_The problem_
Your answer should be the lines below from the one holding "fn matches(record: &ContentRecord, query: &ContentQuery)" through the one holding "async fn get_post(&self, slug: &str)", copied exactly and with nothing else.

Stored items from a collection
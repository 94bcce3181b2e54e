use std::time::Duration;

use axum::Router;
use axum::http::StatusCode;
use tower::limit::ConcurrencyLimitLayer;
use tower_http::timeout::TimeoutLayer;

use crate::infrastructure::settings::Settings;

/// Caps in-flight requests and answers 504 when a request outlives the deadline.
pub(crate) fn apply_limits(router: Router, settings: &Settings) -> Router {
    router
        .layer(TimeoutLayer::with_status_code(
            StatusCode::GATEWAY_TIMEOUT,
            Duration::from_secs(settings.http_request_timeout_secs),
        ))
        .layer(ConcurrencyLimitLayer::new(settings.http_concurrency_limit))
}
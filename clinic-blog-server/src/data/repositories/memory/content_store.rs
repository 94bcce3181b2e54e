use std::cmp::Ordering;
use std::path::Path;

use anyhow::{Context, Result};
use async_trait::async_trait;
use serde::Deserialize;
use serde_json::Value;
use tracing::info;

use crate::data::content_query::{ContentQuery, SortField};
use crate::data::content_store::{ContentPage, ContentStore};
use crate::data::raw_record::{decode_categories, decode_records, decode_settings};
use crate::domain::content::{BlogSettings, Category, ContentRecord};
use crate::domain::error::FetchError;
use crate::domain::query::SortOrder;

/// Content store holding every post in memory, loaded from a JSON fixture
/// shaped like the CMS documents.
#[derive(Debug, Clone, Default)]
pub(crate) struct InMemoryContentStore {
    posts: Vec<ContentRecord>,
    categories: Vec<Category>,
    settings: Option<BlogSettings>,
}

#[derive(Debug, Deserialize)]
struct Fixture {
    #[serde(default)]
    posts: Vec<Value>,
    #[serde(default)]
    categories: Vec<Value>,
    #[serde(default)]
    settings: Value,
}

impl InMemoryContentStore {
    pub(crate) fn new(
        posts: Vec<ContentRecord>,
        categories: Vec<Category>,
        settings: Option<BlogSettings>,
    ) -> Self {
        Self {
            posts,
            categories,
            settings,
        }
    }

    pub(crate) fn from_json(raw: &str) -> Result<Self> {
        let fixture: Fixture = serde_json::from_str(raw).context("invalid content fixture")?;
        Ok(Self::new(
            decode_records(fixture.posts),
            decode_categories(fixture.categories),
            decode_settings(fixture.settings),
        ))
    }

    pub(crate) async fn from_file(path: &Path) -> Result<Self> {
        let raw = tokio::fs::read_to_string(path)
            .await
            .with_context(|| format!("failed to read content fixture {}", path.display()))?;
        let store = Self::from_json(&raw)?;
        info!(
            posts = store.posts.len(),
            categories = store.categories.len(),
            "loaded content fixture from {}",
            path.display()
        );
        Ok(store)
    }

    fn matches(record: &ContentRecord, query: &ContentQuery) -> bool {
        let category_ok = query
            .category_filter
            .as_deref()
            .is_none_or(|slug| record.has_category(slug));
        let search_ok = query
            .search_filter
            .as_deref()
            .is_none_or(|term| record.matches_search(term));
        category_ok && search_ok
    }

    fn compare(a: &ContentRecord, b: &ContentRecord, query: &ContentQuery) -> Ordering {
        let primary = match query.sort_field {
            SortField::PublishedAt => a.published_at.cmp(&b.published_at),
            SortField::Popularity => a.popularity.unwrap_or(0).cmp(&b.popularity.unwrap_or(0)),
        };
        let primary = match query.sort_direction {
            SortOrder::Asc => primary,
            SortOrder::Desc => primary.reverse(),
        };
        primary
            .then_with(|| b.published_at.cmp(&a.published_at))
            .then_with(|| a.id.cmp(&b.id))
    }
}

#[async_trait]
impl ContentStore for InMemoryContentStore {
    fn supports_popularity(&self) -> bool {
        true
    }

    async fn query_posts(&self, query: &ContentQuery) -> Result<ContentPage, FetchError> {
        let mut matching: Vec<&ContentRecord> = self
            .posts
            .iter()
            .filter(|record| Self::matches(record, query))
            .collect();
        matching.sort_by(|a, b| Self::compare(a, b, query));

        let total_count = matching.len() as u64;
        let offset = usize::try_from(query.offset).unwrap_or(usize::MAX);
        let records = matching
            .into_iter()
            .skip(offset)
            .take(query.limit as usize)
            .cloned()
            .collect();

        Ok(ContentPage {
            records,
            total_count,
        })
    }

    async fn get_post(&self, slug: &str) -> Result<Option<ContentRecord>, FetchError> {
        Ok(self.posts.iter().find(|post| post.slug == slug).cloned())
    }

    async fn list_categories(&self) -> Result<Vec<Category>, FetchError> {
        let mut categories = self.categories.clone();
        categories.sort_by(|a, b| a.title.cmp(&b.title));
        Ok(categories)
    }

    async fn blog_settings(&self) -> Result<Option<BlogSettings>, FetchError> {
        Ok(self.settings.clone())
    }
}
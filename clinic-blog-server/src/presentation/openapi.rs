use utoipa::OpenApi;

use crate::application::listing_props::{
    BlogListingProps, CardImageProps, CategoryChipProps, FilterProps, PageLinkProps,
    PaginationProps, PostCardProps,
};
use crate::application::seo::{OgImage, OpenGraph, PostMetadata, TwitterCard};
use crate::domain::query::{SortKey, SortOrder};
use crate::presentation::app_error::ErrorBody;
use crate::presentation::handlers::blog::{
    AuthorDto, BlogSettingsDto, CategoryDto, CategoryRefDto, ImageDto, ListPostsResponseDto,
    PostDto, PostSummaryDto,
};

#[derive(OpenApi)]
#[openapi(
    paths(
        crate::presentation::handlers::blog::list_posts,
        crate::presentation::handlers::blog::listing_page,
        crate::presentation::handlers::blog::get_post,
        crate::presentation::handlers::blog::related_posts,
        crate::presentation::handlers::blog::get_post_metadata,
        crate::presentation::handlers::blog::list_categories,
        crate::presentation::handlers::seo::sitemap,
        crate::presentation::handlers::seo::robots
    ),
    components(
        schemas(
            ErrorBody,
            ListPostsResponseDto,
            PostSummaryDto,
            PostDto,
            CategoryRefDto,
            AuthorDto,
            ImageDto,
            BlogSettingsDto,
            CategoryDto,
            BlogListingProps,
            PostCardProps,
            CategoryChipProps,
            CardImageProps,
            PaginationProps,
            PageLinkProps,
            FilterProps,
            SortKey,
            SortOrder,
            PostMetadata,
            OpenGraph,
            OgImage,
            TwitterCard
        )
    ),
    tags(
        (name = "blog", description = "Blog listing and post endpoints"),
        (name = "seo", description = "Sitemap and crawler policy")
    )
)]
pub(crate) struct ApiDoc;
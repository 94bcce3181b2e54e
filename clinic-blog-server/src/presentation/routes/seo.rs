use axum::Router;
use axum::routing::get;

use crate::presentation::AppState;
use crate::presentation::handlers::seo::{robots, sitemap};

pub(crate) fn router() -> Router<AppState> {
    Router::new()
        .route("/sitemap.xml", get(sitemap))
        .route("/robots.txt", get(robots))
}
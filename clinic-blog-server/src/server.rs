use axum::Router;
use tokio::net::TcpListener;
use tracing::info;
use utoipa::OpenApi;
use utoipa_swagger_ui::SwaggerUi;

use crate::infrastructure::settings::Settings;
use crate::presentation::middleware::cors::apply_cors;
use crate::presentation::middleware::limits::apply_limits;
use crate::presentation::middleware::trace::apply_trace;
use crate::presentation::openapi::ApiDoc;
use crate::presentation::{AppState, http_handlers};

pub(crate) async fn run_http(settings: &Settings, state: AppState) -> anyhow::Result<()> {
    let app = build_router(state);
    let app = apply_limits(app, settings);
    let app = apply_trace(app);
    let app = apply_cors(app, settings)?;

    let listener = TcpListener::bind(&settings.http_addr).await?;

    info!("HTTP server listening on {}", settings.http_addr);
    axum::serve(listener, app)
        .with_graceful_shutdown(shutdown_signal())
        .await?;
    Ok(())
}

pub(crate) fn build_router(state: AppState) -> Router {
    http_handlers::routes(state)
        .merge(SwaggerUi::new("/swagger-ui").url("/api-docs/openapi.json", ApiDoc::openapi()))
}

async fn shutdown_signal() {
    if let Err(err) = tokio::signal::ctrl_c().await {
        tracing::error!(error = %err, "failed to listen for shutdown signal");
        std::future::pending::<()>().await;
    }
    info!("shutdown signal received");
}

#[cfg(test)]
mod tests {
    use std::sync::Arc;

    use async_trait::async_trait;
    use axum::body::{Body, to_bytes};
    use axum::http::{Request, StatusCode, header};
    use chrono::{Duration, TimeZone, Utc};
    use quick_xml::Reader;
    use quick_xml::events::Event;
    use serde_json::Value;
    use tower::ServiceExt;

    use super::build_router;
    use crate::application::blog_service::{BlogService, ListingConfig};
    use crate::data::content_query::ContentQuery;
    use crate::data::content_store::{ContentPage, ContentStore};
    use crate::data::repositories::memory::content_store::InMemoryContentStore;
    use crate::domain::content::{BlogSettings, Category, CategoryRef, ContentRecord, ImageRef};
    use crate::domain::error::FetchError;
    use crate::domain::site::SiteConfig;
    use crate::infrastructure::settings::CachePolicy;
    use crate::presentation::AppState;

    struct UnreachableStore;

    #[async_trait]
    impl ContentStore for UnreachableStore {
        fn supports_popularity(&self) -> bool {
            false
        }

        async fn query_posts(&self, _query: &ContentQuery) -> Result<ContentPage, FetchError> {
            Err(FetchError::Connectivity("connection refused".to_string()))
        }

        async fn get_post(&self, _slug: &str) -> Result<Option<ContentRecord>, FetchError> {
            Err(FetchError::Connectivity("connection refused".to_string()))
        }

        async fn list_categories(&self) -> Result<Vec<Category>, FetchError> {
            Err(FetchError::Connectivity("connection refused".to_string()))
        }

        async fn blog_settings(&self) -> Result<Option<BlogSettings>, FetchError> {
            Err(FetchError::Connectivity("connection refused".to_string()))
        }
    }

    fn post(i: i64, category: &str) -> ContentRecord {
        ContentRecord {
            id: format!("id-{i}"),
            slug: format!("post-{i}"),
            title: format!("Post {i}"),
            published_at: Utc.with_ymd_and_hms(2024, 1, 1, 0, 0, 0).unwrap() + Duration::days(i),
            updated_at: None,
            categories: vec![CategoryRef {
                id: category.to_string(),
                slug: category.to_string(),
                title: category.to_string(),
            }],
            author: None,
            excerpt: format!("Excerpt {i}"),
            body: None,
            tags: Vec::new(),
            main_image: None,
            popularity: Some(i),
        }
    }

    fn state_with(store: Arc<dyn ContentStore>) -> AppState {
        let site = SiteConfig::new("https://www.aideamed.com", "Aidea:Med", None).expect("valid site");
        let service = Arc::new(BlogService::new(store, ListingConfig::default()));
        AppState::new(service, site, CachePolicy::default())
    }

    fn fixture_state() -> AppState {
        let mut posts: Vec<ContentRecord> = (1..=15).map(|i| post(i, "branding")).collect();
        posts.extend((16..=20).map(|i| post(i, "seo")));
        state_with(Arc::new(InMemoryContentStore::new(posts, Vec::new(), None)))
    }

    async fn get(state: AppState, uri: &str) -> (StatusCode, Option<String>, Vec<u8>) {
        let response = build_router(state)
            .oneshot(
                Request::builder()
                    .uri(uri)
                    .body(Body::empty())
                    .expect("request must build"),
            )
            .await
            .expect("router must respond");
        let status = response.status();
        let cache = response
            .headers()
            .get(header::CACHE_CONTROL)
            .and_then(|value| value.to_str().ok())
            .map(str::to_string);
        let body = to_bytes(response.into_body(), usize::MAX)
            .await
            .expect("body must be readable")
            .to_vec();
        (status, cache, body)
    }

    fn json(body: &[u8]) -> Value {
        serde_json::from_slice(body).expect("body must be json")
    }

    #[tokio::test]
    async fn second_page_of_popular_category() {
        let (status, cache, body) =
            get(fixture_state(), "/api/blog?page=2&category=branding&sort=popular").await;
        assert_eq!(status, StatusCode::OK);
        assert!(cache.is_some_and(|value| value.contains("s-maxage=60")));

        let body = json(&body);
        assert_eq!(body["page"], 2);
        assert_eq!(body["totalPages"], 2);
        assert_eq!(body["hasMore"], false);
        assert_eq!(body["total"], 15);
        assert_eq!(body["posts"].as_array().map(Vec::len), Some(6));
        assert_eq!(body["posts"][0]["slug"], "post-6");
    }

    #[tokio::test]
    async fn malformed_params_fall_back_to_defaults() {
        let (status, _, body) = get(fixture_state(), "/api/blog?page=abc&sort=weird&limit=-3").await;
        assert_eq!(status, StatusCode::OK);
        let body = json(&body);
        assert_eq!(body["page"], 1);
        assert_eq!(body["posts"].as_array().map(Vec::len), Some(9));
        assert_eq!(body["posts"][0]["slug"], "post-20");
    }

    #[tokio::test]
    async fn list_failure_is_json_500() {
        let (status, _, body) = get(state_with(Arc::new(UnreachableStore)), "/api/blog").await;
        assert_eq!(status, StatusCode::INTERNAL_SERVER_ERROR);
        let body = json(&body);
        assert_eq!(body["error"], "failed to fetch content");
        assert!(body["timestamp"].is_string());
    }

    /// Parses a sitemap body to the end and returns every `<loc>` value.
    fn sitemap_locs(body: Vec<u8>) -> Vec<String> {
        let xml = String::from_utf8(body).expect("utf-8");
        let mut reader = Reader::from_str(&xml);
        reader.config_mut().trim_text(true);
        let mut in_loc = false;
        let mut locs = Vec::new();
        loop {
            match reader.read_event().expect("sitemap must be well-formed XML") {
                Event::Start(start) => in_loc = start.name().as_ref() == b"loc",
                Event::End(_) => in_loc = false,
                Event::Text(text) if in_loc => {
                    locs.push(text.unescape().expect("valid entities").into_owned());
                }
                Event::Eof => break,
                _ => {}
            }
        }
        locs
    }

    #[tokio::test]
    async fn sitemap_falls_back_with_200() {
        let (status, _, body) = get(state_with(Arc::new(UnreachableStore)), "/sitemap.xml").await;
        assert_eq!(status, StatusCode::OK);
        assert_eq!(
            sitemap_locs(body),
            vec!["https://www.aideamed.com/", "https://www.aideamed.com/blog"]
        );
    }

    #[tokio::test]
    async fn sitemap_lists_posts() {
        let (status, cache, body) = get(fixture_state(), "/sitemap.xml").await;
        assert_eq!(status, StatusCode::OK);
        assert!(cache.is_some_and(|value| value.contains("s-maxage=3600")));
        let locs = sitemap_locs(body);
        assert!(locs.iter().any(|loc| loc == "https://www.aideamed.com/blog/post-20"));
    }

    #[tokio::test]
    async fn sitemap_survives_control_characters_in_titles() {
        let mut noisy = post(1, "seo");
        noisy.title = "Clinic\u{000B}SEO & more".to_string();
        noisy.main_image = Some(ImageRef {
            url: "https://cdn.example.com/a.jpg?w=1&h=2".to_string(),
            alt: None,
        });
        let state = state_with(Arc::new(InMemoryContentStore::new(vec![noisy], Vec::new(), None)));

        let (status, _, body) = get(state, "/sitemap.xml").await;
        assert_eq!(status, StatusCode::OK);
        assert!(!body.contains(&0x0B));
        assert!(sitemap_locs(body).iter().any(|loc| loc == "https://www.aideamed.com/blog/post-1"));
    }

    #[tokio::test]
    async fn unknown_post_is_404() {
        let (status, _, body) = get(fixture_state(), "/api/blog/missing").await;
        assert_eq!(status, StatusCode::NOT_FOUND);
        assert_eq!(json(&body)["error"], "not found");
    }

    #[tokio::test]
    async fn post_metadata_and_related() {
        let (status, _, body) = get(fixture_state(), "/api/blog/post-3/metadata").await;
        assert_eq!(status, StatusCode::OK);
        assert_eq!(json(&body)["title"], "Post 3 | Aidea:Med");

        let (status, _, body) = get(fixture_state(), "/api/blog/post-3/related").await;
        assert_eq!(status, StatusCode::OK);
        assert_eq!(json(&body).as_array().map(Vec::len), Some(3));
    }

    #[tokio::test]
    async fn listing_props_carry_filters_into_links() {
        let (status, _, body) = get(fixture_state(), "/api/blog-listing?category=branding").await;
        assert_eq!(status, StatusCode::OK);
        let body = json(&body);
        assert_eq!(
            body["pagination"]["next"]["href"],
            "https://www.aideamed.com/blog?page=2&category=branding"
        );
        assert_eq!(body["filters"]["category"], "branding");
    }

    #[tokio::test]
    async fn post_slugged_listing_is_reachable() {
        let mut listing = post(1, "seo");
        listing.slug = "listing".to_string();
        let state = state_with(Arc::new(InMemoryContentStore::new(vec![listing], Vec::new(), None)));

        let (status, _, body) = get(state, "/api/blog/listing").await;
        assert_eq!(status, StatusCode::OK);
        assert_eq!(json(&body)["slug"], "listing");
    }

    #[tokio::test]
    async fn robots_and_health() {
        let (status, _, body) = get(fixture_state(), "/robots.txt").await;
        assert_eq!(status, StatusCode::OK);
        assert!(String::from_utf8(body).expect("utf-8").contains("Sitemap: https://www.aideamed.com/sitemap.xml"));

        let (status, _, body) = get(fixture_state(), "/healthz").await;
        assert_eq!(status, StatusCode::OK);
        assert_eq!(json(&body)["status"], "ok");
    }
}
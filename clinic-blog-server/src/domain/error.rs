use std::time::Duration;

use thiserror::Error;

#[derive(Debug, Error)]
pub(crate) enum DomainError {
    #[error("resource not found: {0}")]
    NotFound(String),

    #[error(transparent)]
    Fetch(#[from] FetchError),
}

/// Failure talking to the external content store.
///
/// The variant is only used for diagnostics; callers treat every variant the
/// same way and pick a degraded response.
#[derive(Debug, Error)]
pub(crate) enum FetchError {
    #[error("content store unreachable: {0}")]
    Connectivity(String),

    #[error("content store did not respond within {0:?}")]
    Timeout(Duration),

    #[error("content store rejected credentials: {0}")]
    Authorization(String),

    #[error("content store rejected query: {0}")]
    Rejected(String),

    #[error("content store error: {0}")]
    Unknown(String),
}

impl FetchError {
    pub(crate) fn kind(&self) -> &'static str {
        match self {
            FetchError::Connectivity(_) | FetchError::Timeout(_) => "connectivity",
            FetchError::Authorization(_) => "authorization",
            FetchError::Rejected(_) => "rejected_query",
            FetchError::Unknown(_) => "unknown",
        }
    }
}

/// A fetched record that cannot be turned into output. Recovered per record.
#[derive(Debug, Clone, PartialEq, Eq, Error)]
pub(crate) enum AssemblyError {
    #[error("record is missing required field '{0}'")]
    MissingField(&'static str),

    #[error("record field '{field}' is invalid: {message}")]
    InvalidField { field: String, message: String },
}

impl AssemblyError {
    pub(crate) fn invalid(field: impl Into<String>, message: impl Into<String>) -> Self {
        Self::InvalidField {
            field: field.into(),
            message: message.into(),
        }
    }
}

#[cfg(test)]
mod tests {
    use std::time::Duration;

    use super::FetchError;

    #[test]
    fn timeout_is_reported_as_connectivity() {
        let err = FetchError::Timeout(Duration::from_secs(8));
        assert_eq!(err.kind(), "connectivity");
        assert!(err.to_string().contains("8s"));
    }

    #[test]
    fn authorization_kind_is_distinct() {
        let err = FetchError::Authorization("401".to_string());
        assert_eq!(err.kind(), "authorization");
    }
}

_Output_
    fn matches(record: &ContentRecord, query: &ContentQuery) -> bool {
        let category_ok = query
            .category_filter
            .as_deref()
            .is_none_or(|slug| record.has_category(slug));
        let search_ok = query
            .search_filter
            .as_deref()
            .is_none_or(|term| record.matches_search(term));
        category_ok && search_ok
    }

    fn compare(a: &ContentRecord, b: &ContentRecord, query: &ContentQuery) -> Ordering {
        let primary = match query.sort_field {
            SortField::PublishedAt => a.published_at.cmp(&b.published_at),
            SortField::Popularity => a.popularity.unwrap_or(0).cmp(&b.popularity.unwrap_or(0)),
        };
        let primary = match query.sort_direction {
            SortOrder::Asc => primary,
            SortOrder::Desc => primary.reverse(),
        };
        primary
            .then_with(|| b.published_at.cmp(&a.published_at))
            .then_with(|| a.id.cmp(&b.id))
    }
}

#[async_trait]
impl ContentStore for InMemoryContentStore {
    fn supports_popularity(&self) -> bool {
        true
    }

    async fn query_posts(&self, query: &ContentQuery) -> Result<ContentPage, FetchError> {
        let mut matching: Vec<&ContentRecord> = self
            .posts
            .iter()
            .filter(|record| Self::matches(record, query))
            .collect();
        matching.sort_by(|a, b| Self::compare(a, b, query));

        let total_count = matching.len() as u64;
        let offset = usize::try_from(query.offset).unwrap_or(usize::MAX);
        let records = matching
            .into_iter()
            .skip(offset)
            .take(query.limit as usize)
            .cloned()
            .collect();

        Ok(ContentPage {
            records,
            total_count,
        })
    }

    async fn get_post(&self, slug: &str) -> Result<Option<ContentRecord>, FetchError> {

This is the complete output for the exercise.